La cathédrale de Vladimir à Kronstadt, l'un des plus beaux temples de la ville, a été fondée en 1875 à l'emplacement de précédentes églises en bois, qui avaient été construites ici trois fois. La nécessité d'ériger un grand temple en pierre est née du désir de nombreux marins de Kronstadt de participer aux services religieux. À l'époque, le garnison comptait 4500 personnes, ce qui compliquait la tâche. Le gouverneur militaire de Kronstadt, le vice-amiral Kazakevitch, a fait une demande pour la construction d'une cathédrale en pierre et a obtenu l'autorisation de l'Empereur Alexandre II le 2 janvier 1873.
Pour la nouvelle église, le bureau d'ingénierie a acquis un terrain auprès du marchand Ilyine pour 7050 roubles en argent, situé à proximité de l'ancienne église en bois. La construction, sous la direction de l'académicien d'architecture Christian Ivanovitch Greifan, a commencé en 1875, et la pose de la première pierre a eu lieu le 8 mai de la même année. Le projet de la nouvelle cathédrale a été conçu par le célèbre architecte russe David Ivanovitch Grimm, l'un des créateurs du « style russe » en architecture. Ainsi, la construction de la cathédrale de Vladimir a été réalisée à un niveau élevé.
L'église a été achevée en 1879, et le 7 mars 1880, elle a été solennellement consacrée par le prêtre en chef de l'armée et de la marine, Pierre Pokrovski. La finition intérieure et extérieure du temple n'a été achevée qu'en 1882. La construction a été financée par l'État, le montant total s'élevant à 201687 roubles. En 1903, l'église a reçu le statut de cathédrale.
Les façades du temple sont décorées dans le style de l'architecture russe du XVIIe siècle, et la disposition intérieure rappelle les basiliques des églises chrétiennes primitives, semblable à l'église de Sant'Apollinare Nuovo à Ravenne. Le plafond est réalisé avec des caissons pour imiter le style romain.
La hauteur du clocher est de 50 mètres, et le temple peut accueillir 3000 personnes. La peinture du temple a été réalisée d'après les esquisses d'Yefim Godoun, et il abritait des bannières de différentes unités militaires.

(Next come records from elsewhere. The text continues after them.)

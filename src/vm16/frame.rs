//! Stack frame layout.
//!
//! Frame sizes and slot offsets are pure functions of a function's argument
//! and local counts:
//!
//! ```text
//! size          = align16(8 + nlocals * 8 + max(64, nlocals * 4))
//! local i       = align16(8) + i * 8
//! parameter i   = 8 + i * 8
//! return addr   = 0
//! saved fp      = 8
//! ```
//!
//! Sizes and offsets are computed in `u64`, so they stay exact for every
//! `u32` argument and local count.
//!
//! [`FunctionFrame::validate_layout`] checks every offset against a frame size
//! and collects all violations instead of stopping at the first.

use crate::core::error::{CompileError, CompileResult, LayoutViolation};
use std::fmt;

pub const RETURN_ADDRESS_SIZE: u64 = 8;
pub const SAVED_FRAME_POINTER_SIZE: u64 = 8;
pub const STACK_ALIGNMENT: u64 = 16;

const SLOT_SIZE: u64 = 8;
const TEMP_SLOT_SIZE: u64 = 4;
const MIN_TEMP_AREA: u64 = 64;

/// Align a value up to the specified power-of-two alignment.
pub fn align_up(value: u64, align: u64) -> u64 {
    (value + align - 1) & !(align - 1)
}

/// Frame size for a function with `nlocals` locals. The argument count does
/// not contribute: arguments live in the caller-pushed area.
pub fn calculate_frame_size(_nargs: u32, nlocals: u32) -> u64 {
    let nlocals = u64::from(nlocals);
    let locals = nlocals * SLOT_SIZE;
    let temps = MIN_TEMP_AREA.max(nlocals * TEMP_SLOT_SIZE);
    align_up(RETURN_ADDRESS_SIZE + locals + temps, STACK_ALIGNMENT)
}

pub fn return_address_offset() -> u64 {
    0
}

pub fn saved_frame_pointer_offset() -> u64 {
    RETURN_ADDRESS_SIZE
}

/// The stack grows down, so the stack pointer starts at the frame bottom.
pub fn initial_stack_pointer(frame_size: u64) -> u64 {
    frame_size
}

pub fn initial_frame_pointer(frame_size: u64) -> u64 {
    frame_size.saturating_sub(RETURN_ADDRESS_SIZE)
}

fn local_offset(index: u32) -> u64 {
    align_up(RETURN_ADDRESS_SIZE, STACK_ALIGNMENT) + u64::from(index) * SLOT_SIZE
}

fn param_offset(index: u32) -> u64 {
    RETURN_ADDRESS_SIZE + u64::from(index) * SLOT_SIZE
}

/// Argument and local counts of one function.
#[derive(Debug, Clone, PartialEq, Eq)]
pub struct FunctionFrame {
    name: String,
    nargs: u32,
    nlocals: u32,
}

impl FunctionFrame {
    pub fn new(name: impl Into<String>, nargs: u32, nlocals: u32) -> Self {
        Self {
            name: name.into(),
            nargs,
            nlocals,
        }
    }

    pub fn name(&self) -> &str {
        &self.name
    }

    pub fn nargs(&self) -> u32 {
        self.nargs
    }

    pub fn nlocals(&self) -> u32 {
        self.nlocals
    }

    pub fn frame_size(&self) -> u64 {
        calculate_frame_size(self.nargs, self.nlocals)
    }

    pub fn local_variable_offset(&self, index: u32) -> CompileResult<u64> {
        if index >= self.nlocals {
            return Err(CompileError::OutOfBounds {
                what: "local variable",
                index,
                limit: self.nlocals,
            });
        }
        Ok(local_offset(index))
    }

    pub fn parameter_offset(&self, index: u32) -> CompileResult<u64> {
        if index >= self.nargs {
            return Err(CompileError::OutOfBounds {
                what: "parameter",
                index,
                limit: self.nargs,
            });
        }
        Ok(param_offset(index))
    }

    /// Layout at the computed frame size.
    pub fn layout(&self) -> FrameLayout {
        self.validate_layout(self.frame_size())
    }

    /// Check every slot offset and the alignment of `frame_size`.
    pub fn validate_layout(&self, frame_size: u64) -> FrameLayout {
        let mut violations = Vec::new();

        if frame_size % STACK_ALIGNMENT != 0 {
            violations.push(LayoutViolation::Misaligned {
                frame_size,
                alignment: STACK_ALIGNMENT,
            });
        }

        let mut locals = Vec::with_capacity(self.nlocals as usize);
        for index in 0..self.nlocals {
            let offset = local_offset(index);
            if offset >= frame_size {
                violations.push(LayoutViolation::LocalOutOfFrame { index, offset });
            }
            locals.push(offset);
        }

        let mut params = Vec::with_capacity(self.nargs as usize);
        for index in 0..self.nargs {
            let offset = param_offset(index);
            if offset >= frame_size {
                violations.push(LayoutViolation::ParameterOutOfFrame { index, offset });
            }
            params.push(offset);
        }

        FrameLayout {
            function: self.name.clone(),
            frame_size,
            locals,
            params,
            violations,
        }
    }
}

/// A checked stack frame.
#[derive(Debug, Clone, PartialEq, Eq)]
pub struct FrameLayout {
    pub function: String,
    pub frame_size: u64,
    /// Offset of each local variable.
    pub locals: Vec<u64>,
    /// Offset of each parameter.
    pub params: Vec<u64>,
    pub violations: Vec<LayoutViolation>,
}

impl FrameLayout {
    pub fn is_valid(&self) -> bool {
        self.violations.is_empty()
    }

    /// Turn a layout with violations into a [`CompileError::Layout`].
    pub fn into_result(self) -> CompileResult<FrameLayout> {
        if self.is_valid() {
            Ok(self)
        } else {
            Err(CompileError::Layout {
                function: self.function,
                violations: self.violations,
            })
        }
    }
}

impl fmt::Display for FrameLayout {
    fn fmt(&self, f: &mut fmt::Formatter<'_>) -> fmt::Result {
        writeln!(f, "StackFrameLayout for {}:", self.function)?;
        writeln!(f, "  Frame Size: {} bytes", self.frame_size)?;
        writeln!(f, "  Return Address Offset: {}", return_address_offset())?;
        writeln!(f, "  Saved Frame Pointer Offset: {}", saved_frame_pointer_offset())?;
        for (i, offset) in self.params.iter().enumerate() {
            writeln!(f, "  Parameter {}: {}", i, offset)?;
        }
        for (i, offset) in self.locals.iter().enumerate() {
            writeln!(f, "  Local {}: {}", i, offset)?;
        }
        if !self.violations.is_empty() {
            writeln!(f, "  Errors:")?;
            for violation in &self.violations {
                writeln!(f, "    - {}", violation)?;
            }
        }
        Ok(())
    }
}

#[cfg(test)]
mod tests {
    use super::*;

    #[test]
    fn test_frame_size() {
        assert_eq!(calculate_frame_size(1, 2), 96);
        assert_eq!(calculate_frame_size(0, 0), 80);
        // temps grow past 64 bytes once nlocals > 16
        assert_eq!(calculate_frame_size(0, 20), align_up(8 + 160 + 80, 16));
    }

    #[test]
    fn test_frame_size_always_aligned() {
        for nargs in 0..10 {
            for nlocals in 0..200 {
                assert_eq!(calculate_frame_size(nargs, nlocals) % STACK_ALIGNMENT, 0);
            }
        }
    }

    #[test]
    fn test_frame_size_for_huge_local_counts() {
        // 8 + 8n + 4n rounded up to 16
        assert_eq!(calculate_frame_size(0, 400_000_000), 4_800_000_016);
        let max = calculate_frame_size(0, u32::MAX);
        assert_eq!(max % STACK_ALIGNMENT, 0);
        assert!(max >= 8 + 12 * u64::from(u32::MAX));
        assert!(calculate_frame_size(0, u32::MAX / 8) <= max);
    }

    #[test]
    fn test_offsets_for_huge_indices() {
        let frame = FunctionFrame::new("f", u32::MAX, 600_000_000);
        assert_eq!(frame.local_variable_offset(599_999_999).unwrap(), 16 + 8 * 599_999_999);
        assert_eq!(
            frame.parameter_offset(u32::MAX - 1).unwrap(),
            8 + 8 * u64::from(u32::MAX - 1)
        );
        assert!(frame.frame_size() > frame.local_variable_offset(599_999_999).unwrap());
    }

    #[test]
    fn test_offsets() {
        let frame = FunctionFrame::new("f", 2, 3);
        assert_eq!(frame.local_variable_offset(0).unwrap(), 16);
        assert_eq!(frame.local_variable_offset(2).unwrap(), 32);
        assert_eq!(frame.parameter_offset(0).unwrap(), 8);
        assert_eq!(frame.parameter_offset(1).unwrap(), 16);
        assert_eq!(return_address_offset(), 0);
        assert_eq!(saved_frame_pointer_offset(), 8);
    }

    #[test]
    fn test_offset_bounds() {
        let frame = FunctionFrame::new("f", 1, 1);
        assert_eq!(
            frame.local_variable_offset(1),
            Err(CompileError::OutOfBounds {
                what: "local variable",
                index: 1,
                limit: 1
            })
        );
        assert!(frame.parameter_offset(1).is_err());
    }

    #[test]
    fn test_initial_pointers() {
        assert_eq!(initial_stack_pointer(96), 96);
        assert_eq!(initial_frame_pointer(96), 88);
    }

    #[test]
    fn test_validate_aggregates_violations() {
        let frame = FunctionFrame::new("wide", 3, 4);
        let layout = frame.validate_layout(20);
        assert!(layout.violations.contains(&LayoutViolation::Misaligned {
            frame_size: 20,
            alignment: 16
        }));
        // locals at 16, 24, 32, 40; all but the first are outside 20 bytes
        let locals = layout
            .violations
            .iter()
            .filter(|v| matches!(v, LayoutViolation::LocalOutOfFrame { .. }))
            .count();
        assert_eq!(locals, 3);
        assert!(layout
            .violations
            .contains(&LayoutViolation::ParameterOutOfFrame { index: 2, offset: 24 }));
        assert!(!layout.is_valid());

        let err = layout.into_result().unwrap_err();
        assert!(matches!(err, CompileError::Layout { ref violations, .. } if violations.len() == 5));
    }

    #[test]
    fn test_computed_layout_is_valid() {
        let layout = FunctionFrame::new("main", 1, 2).layout();
        assert!(layout.is_valid());
        assert_eq!(layout.frame_size, 96);
        assert_eq!(layout.locals, vec![16, 24]);
        assert_eq!(layout.params, vec![8]);
        assert!(layout.to_string().contains("Frame Size: 96 bytes"));
    }

    #[test]
    fn test_many_parameters_overflow_frame() {
        let layout = FunctionFrame::new("many", 12, 0).layout();
        assert_eq!(layout.frame_size, 80);
        assert_eq!(
            layout.violations,
            vec![
                LayoutViolation::ParameterOutOfFrame { index: 9, offset: 80 },
                LayoutViolation::ParameterOutOfFrame { index: 10, offset: 88 },
                LayoutViolation::ParameterOutOfFrame { index: 11, offset: 96 },
            ]
        );
    }
}
// This module provides CompilationSession, the per-compilation-unit context threaded
// through the backend pipeline. It replaces process-wide mutable counters: everything a
// compilation accumulates (the function currently being compiled, how many blocks and
// edges were built, how many phis were inserted, how many registers were handed out and
// how many variables were spilled) lives in one session value owned by the caller, so
// independent compilations never observe each other's state. Methods take `&self` and
// record through interior mutability, which lets every stage borrow the session shared.
// SessionStats renders a short human-readable summary for the driver.

//! Per-compilation-unit session state and statistics.

use std::cell::RefCell;
use std::fmt;

/// Compilation session.
///
/// Owns the statistics of one compilation unit. Block ids are generated by
/// each [`IrFunction`](crate::ir::IrFunction), never by a global counter.
#[derive(Debug, Default)]
pub struct CompilationSession {
    /// Session statistics for debugging.
    stats: RefCell<SessionStats>,

    /// Current function being compiled.
    current_function: RefCell<Option<String>>,
}

impl CompilationSession {
    pub fn new() -> Self {
        Self::default()
    }

    /// Set current function being compiled.
    pub fn set_current_function(&self, name: &str) {
        *self.current_function.borrow_mut() = Some(name.to_string());
    }

    pub fn current_function(&self) -> Option<String> {
        self.current_function.borrow().clone()
    }

    /// Clear per-function state.
    pub fn clear_function_state(&self) {
        *self.current_function.borrow_mut() = None;
    }

    /// Record a finished CFG.
    pub fn record_cfg_built(&self, blocks: usize, edges: usize) {
        let mut stats = self.stats.borrow_mut();
        stats.blocks_built += blocks;
        stats.edges_built += edges;
    }

    /// Record that a function went through the whole pipeline.
    pub fn record_function_compiled(&self, name: &str, blocks: usize) {
        let mut stats = self.stats.borrow_mut();
        stats.functions_compiled += 1;

        if stats.largest_function_blocks < blocks {
            stats.largest_function_blocks = blocks;
            stats.largest_function_name = name.to_string();
        }
    }

    pub fn record_phis_inserted(&self, count: usize) {
        self.stats.borrow_mut().phis_inserted += count;
    }

    pub fn record_register_allocated(&self) {
        self.stats.borrow_mut().registers_allocated += 1;
    }

    pub fn record_spills_generated(&self, count: usize) {
        self.stats.borrow_mut().spills_generated += count;
    }

    pub fn record_layout_violations(&self, count: usize) {
        self.stats.borrow_mut().layout_violations += count;
    }

    /// Get compilation statistics.
    pub fn stats(&self) -> SessionStats {
        self.stats.borrow().clone()
    }
}

/// Compilation session statistics.
#[derive(Debug, Default, Clone, PartialEq, Eq)]
pub struct SessionStats {
    /// Number of functions compiled.
    pub functions_compiled: usize,

    /// Blocks placed into CFGs.
    pub blocks_built: usize,

    /// Edges placed into CFGs.
    pub edges_built: usize,

    /// Phi instructions inserted by SSA construction.
    pub phis_inserted: usize,

    /// Variables that received a physical register.
    pub registers_allocated: usize,

    /// Variables placed in spill slots.
    pub spills_generated: usize,

    /// Stack frame layout violations reported.
    pub layout_violations: usize,

    /// Block count of the largest function.
    pub largest_function_blocks: usize,

    /// Name of largest function.
    pub largest_function_name: String,
}

impl fmt::Display for SessionStats {
    fn fmt(&self, f: &mut fmt::Formatter<'_>) -> fmt::Result {
        writeln!(f, "Compilation Session Statistics:")?;
        writeln!(f, "  Functions compiled: {}", self.functions_compiled)?;
        writeln!(f, "  Blocks: {}", self.blocks_built)?;
        writeln!(f, "  Edges: {}", self.edges_built)?;
        writeln!(f, "  Phi nodes inserted: {}", self.phis_inserted)?;
        writeln!(f, "  Registers allocated: {}", self.registers_allocated)?;
        writeln!(f, "  Spills generated: {}", self.spills_generated)?;
        writeln!(f, "  Layout violations: {}", self.layout_violations)?;

        if !self.largest_function_name.is_empty() {
            writeln!(
                f,
                "  Largest function: {} ({} blocks)",
                self.largest_function_name, self.largest_function_blocks
            )?;
        }

        Ok(())
    }
}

La principale relique de la cathédrale était une copie de l'icône de la Mère de Dieu de Vladimir, peinte le 9 juillet 1703 sur ordre de Pierre le Grand spécialement pour Kronstadt. L'image a été réalisée à l'huile sur métal et ornée de cuivre doré. En 1735, un retable en bronze et une chape en argent doré avec une couronne et des pierres précieuses ont été créés pour l'icône. Sur l'icône, il y avait l'inscription : « Cette image a été peinte le 29 mai de l'année ZCI, le cadre a été fait le 20 février 1735 ». L'image se trouvait à droite des Portes Royales. En 1931, l'icône a été saisie, son sort ultérieur est inconnu, elle a probablement été détruite.
Le 6 novembre 1888, le bas-côté en l'honneur de l'icône de la Mère de Dieu « Apaise mes chagrins » a été consacré, et le 22 novembre 1908, la consécration du bas-côté droit du temple supérieur en l'honneur du bienheureux Nicolas Kochanov a eu lieu, présidée par l'évêque de Gdov, Kirill. Le dernier bas-côté de la cathédrale, dédié à l'icône de la Mère de Dieu de Kazan, a été consacré en 1919.
La dernière consécration a eu lieu après l'arrivée des bolcheviks au pouvoir. Sous le nouveau régime, la cathédrale de Vladimir a souffert, comme de nombreux autres temples. Le 16 février 1931, elle a été fermée et réaménagée en entrepôt. Dans les années 1950, le bâtiment a été explosé trois fois, mais les travaux ont été interrompus en raison de fissures dans les maisons voisines. À la suite des explosions, l'autel, le porche et le clocher ont été détruits, mais le bâtiment de la cathédrale dans son ensemble a été conservé. Il est resté inoccupé, mais des projets ont été envisagés pour y installer une piscine ou des écuries.
En 1990, la cathédrale a été restituée à l'Église orthodoxe russe. Des travaux de conservation ont été réalisés, et des services ont eu lieu dans une église temporaire de Tous les Saints. Ce n'est qu'en 1999 que les services ont commencé dans le bas-temple de l'icône de la Mère de Dieu « Apaise mes chagrins ».
En 2000-2001, la maçonnerie a été démontée, le nettoyage et le plâtrage des façades ont été effectués, et les dômes en acier galvanisé ont été restaurés. Par la suite, les ornements sur le plafond et les murs du temple ont été recréés, et sept compositions figuratives ont été restaurées. Ainsi, de nos jours, la cathédrale a été pratiquement entièrement restaurée dans son apparence d'origine, à l'exception de certains détails perdus avec le temps.